Review: BONNY & READ, Brockley Jack Theatre  ImageAnne Bonny and Mary Read were two pirates who, dressed as men, raided the Caribbean in the early 18th century, plundering silver and gold, marrying, bearing children and fighting off the King's Men with muskets and cannon. It's quite a tale.

Claire Novello tells it through rhyming couplets and songs, a style some might consider a little Rupert The Bearish, but one that Lin-Manuel Miranda has made much more on-brander. As you can tell immediately, a little of this stuff goes a long way and the relentless rhymes are one cause of an imbalanced show. Frederick Appleby's music does provide a break with 12 songs that are pleasing on the ear without quite finding an 11 o'clock number.

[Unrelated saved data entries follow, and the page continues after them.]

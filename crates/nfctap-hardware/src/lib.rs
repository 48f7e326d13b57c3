//! Radio abstraction layer for the nfctap engine.
//!
//! This crate defines the [`RadioDevice`] trait the engine drives, the
//! [`HardwareError`] type radio implementations report, and concrete
//! radios: a programmable mock for development and tests, and a PC/SC
//! backend behind the `hardware-pcsc` feature.
//!
//! # Design Philosophy
//!
//! - **Async-first**: Operations that wait on the radio are native `async fn`
//!   in traits (Rust 1.90 + Edition 2024 RPITIT).
//! - **Release from anywhere**: Closing a technology window is synchronous
//!   so scope guards can release the radio from `Drop`.
//! - **Thread-safe**: The trait requires `Send + Sync` for use with Tokio.
//! - **Error-aware**: All operations return `Result<T>` with detailed error information.
//!
//! # Reading a Tag
//!
//! ```no_run
//! use nfctap_core::Technology;
//! use nfctap_hardware::traits::RadioDevice;
//! use nfctap_hardware::error::Result;
//!
//! async fn read_sector_block<R: RadioDevice>(radio: &mut R) -> Result<Vec<u8>> {
//!     radio.request_technology(&[Technology::MifareClassic]).await?;
//!
//!     let result = async {
//!         radio.authenticate_sector(1, &[0xFF; 6]).await?;
//!         radio.read_block(4).await
//!     }
//!     .await;
//!
//!     radio.cancel_technology_request();
//!     result
//! }
//! ```
//!
//! # Mock Implementations
//!
//! [`mock::MockRadio`] is paired with a [`mock::MockRadioHandle`] that
//! presents [`mock::MockTag`]s and exposes acquisition/release counters.
//!
//! [`RadioDevice`]: traits::RadioDevice

pub mod devices;
pub mod error;
pub mod mock;
#[cfg(feature = "hardware-pcsc")]
pub mod pcsc_reader;
pub mod traits;
pub mod types;

// Re-export commonly used types for convenience
pub use devices::AnyRadioDevice;
pub use error::{HardwareError, Result};
pub use traits::RadioDevice;
pub use types::ReaderInfo;
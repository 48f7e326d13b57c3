use serde::{Deserialize, Serialize};
use std::fmt;
use thiserror::Error;

/// Failure categories surfaced by the tag-interaction engine.
///
/// Every lower-level failure (radio, protocol, codec) is folded into one of
/// these kinds before it reaches a caller.
#[derive(Debug, Clone, Copy, PartialEq, Eq, Hash, Serialize, Deserialize)]
pub enum ErrorKind {
    /// NFC hardware is absent.
    Unsupported,
    /// NFC hardware is present but switched off by the user.
    Disabled,
    /// No compatible tag was presented within the session window.
    AcquisitionTimeout,
    /// The tag speaks a decodable technology but its content is invalid.
    MalformedPayload,
    /// The sector key handshake failed.
    AuthRequired,
    /// The text could not be encoded for writing.
    EncodingFailed,
    /// The tag refused or could not hold the encoded message.
    WriteRejected,
    /// The caller supplied nothing to write.
    EmptyInput,
}

impl ErrorKind {
    /// Stable, human-readable name of the kind.
    pub fn name(&self) -> &'static str {
        match self {
            Self::Unsupported => "unsupported",
            Self::Disabled => "disabled",
            Self::AcquisitionTimeout => "acquisition timeout",
            Self::MalformedPayload => "malformed payload",
            Self::AuthRequired => "authentication required",
            Self::EncodingFailed => "encoding failed",
            Self::WriteRejected => "write rejected",
            Self::EmptyInput => "empty input",
        }
    }
}

impl fmt::Display for ErrorKind {
    fn fmt(&self, f: &mut fmt::Formatter<'_>) -> fmt::Result {
        f.write_str(self.name())
    }
}

#[derive(Error, Debug, Clone, PartialEq, Eq, Serialize, Deserialize)]
pub enum Error {
    #[error("NFC is not supported on this device")]
    Unsupported,

    #[error("NFC is disabled, enable it in the device settings")]
    Disabled,

    #[error("No tag presented: {message}")]
    AcquisitionTimeout { message: String },

    #[error("Malformed payload: {message}")]
    MalformedPayload { message: String },

    #[error("Authentication required for sector {sector}: {message}")]
    AuthRequired { sector: u8, message: String },

    #[error("Failed to encode message: {message}")]
    EncodingFailed { message: String },

    #[error("Writing to NFC tag failed: {message}")]
    WriteRejected { message: String },

    #[error("Please enter some text first")]
    EmptyInput,
}

impl Error {
    pub fn acquisition_timeout(message: impl Into<String>) -> Self {
        Self::AcquisitionTimeout {
            message: message.into(),
        }
    }

    pub fn malformed_payload(message: impl Into<String>) -> Self {
        Self::MalformedPayload {
            message: message.into(),
        }
    }

    pub fn auth_required(sector: u8, message: impl Into<String>) -> Self {
        Self::AuthRequired {
            sector,
            message: message.into(),
        }
    }

    pub fn encoding_failed(message: impl Into<String>) -> Self {
        Self::EncodingFailed {
            message: message.into(),
        }
    }

    pub fn write_rejected(message: impl Into<String>) -> Self {
        Self::WriteRejected {
            message: message.into(),
        }
    }

    /// The category this error belongs to.
    #[must_use]
    pub fn kind(&self) -> ErrorKind {
        match self {
            Self::Unsupported => ErrorKind::Unsupported,
            Self::Disabled => ErrorKind::Disabled,
            Self::AcquisitionTimeout { .. } => ErrorKind::AcquisitionTimeout,
            Self::MalformedPayload { .. } => ErrorKind::MalformedPayload,
            Self::AuthRequired { .. } => ErrorKind::AuthRequired,
            Self::EncodingFailed { .. } => ErrorKind::EncodingFailed,
            Self::WriteRejected { .. } => ErrorKind::WriteRejected,
            Self::EmptyInput => ErrorKind::EmptyInput,
        }
    }
}

pub type Result<T> = std::result::Result<T, Error>;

There is certainly a case for making the show a sung-through musical rather than a play with music, adding numbers to a script already laden with lyric-friendly writing.

Justine Marie Mead and Eliza Shea give us a bolshy, charismatic pair and sing beautifully, if inexplicably infrequently, in harmony, Mead's voice the stronger, yearning almost as much for the freedom to belt as her character yearned for the freedom to sail. They are supported by Duncan Drury, hammy and handsome as the pirate king, Calico Jack, and Mark Nicholson, a chummy and funny narrator.

That might also solve the other element that sets the ship off-kilter - the lack of much in the way of dramatic scenes. Director, Kenneth Michaels, requires his actors to spend the majority of their time addressing us, the audience, telling us what has happened rather than showing us what is happening. The play comes alive in the few scenes when the pirates are fighting or flirting but we're too soon back with an account of events that might float on the page but sinks on the stage.

Musicals are notoriously difficult to get right first time (and this is Novello's first musical drama so one cannot expect Hamilton, though there are many parallels with his tale and that of Mary and Anne), but I'd suggest this work needs more development with the aim of showing more and telling less and to allow the songs to gain a more individual identity. Also, perhaps, to rework a script in order to ease back on the rhyming couplets from time to time.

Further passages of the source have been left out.